For the listing below, print exactly the lines from the line with "check failed for" to the line with "not connect to", both included, and nothing beyond them.

[Start of Attachment]

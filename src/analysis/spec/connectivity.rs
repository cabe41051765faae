use tracing::debug;

use crate::analysis::collaborators::ConnectionChecker;
use crate::graph::SpecGraph;
use crate::report::{LocatedException, ProblemMapper};
use crate::spec::{NameIndices, Specification};

use super::SpecificationAnalyzer;

/// Attempts a connection for every declared database through the
/// injected checker. Failures are appended as additional errors and
/// never block other checks.
pub struct DatabaseConnectivityAnalyzer<'a> {
    checker: &'a dyn ConnectionChecker,
}

impl<'a> DatabaseConnectivityAnalyzer<'a> {
    pub fn new(checker: &'a dyn ConnectionChecker) -> Self {
        Self { checker }
    }
}

impl SpecificationAnalyzer for DatabaseConnectivityAnalyzer<'_> {
    fn analyze(
        &self,
        _graph: &SpecGraph,
        spec: &mut Specification,
        _indices: &NameIndices,
        problems: &mut ProblemMapper,
    ) {
        for doc in spec.documents() {
            for db in &doc.databases {
                if let Err(reason) = self.checker.check(db) {
                    debug!(
                        "connection check failed for database \"{}\": {reason}",
                        db.display_name()
                    );
                    problems.append_document_error(
                        &doc.path,
                        LocatedException::new(
                            format!(
                                "Could not connect to the database \"{}\": {reason}",
                                db.display_name()
                            ),
                            db.location.clone(),
                        ),
                    );
                }
            }
        }
    }
}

[End of Attachment]

Output of the exercise:
                        "connection check failed for database \"{}\": {reason}",
                        db.display_name()
                    );
                    problems.append_document_error(
                        &doc.path,
                        LocatedException::new(
                            format!(
                                "Could not connect to the database \"{}\": {reason}",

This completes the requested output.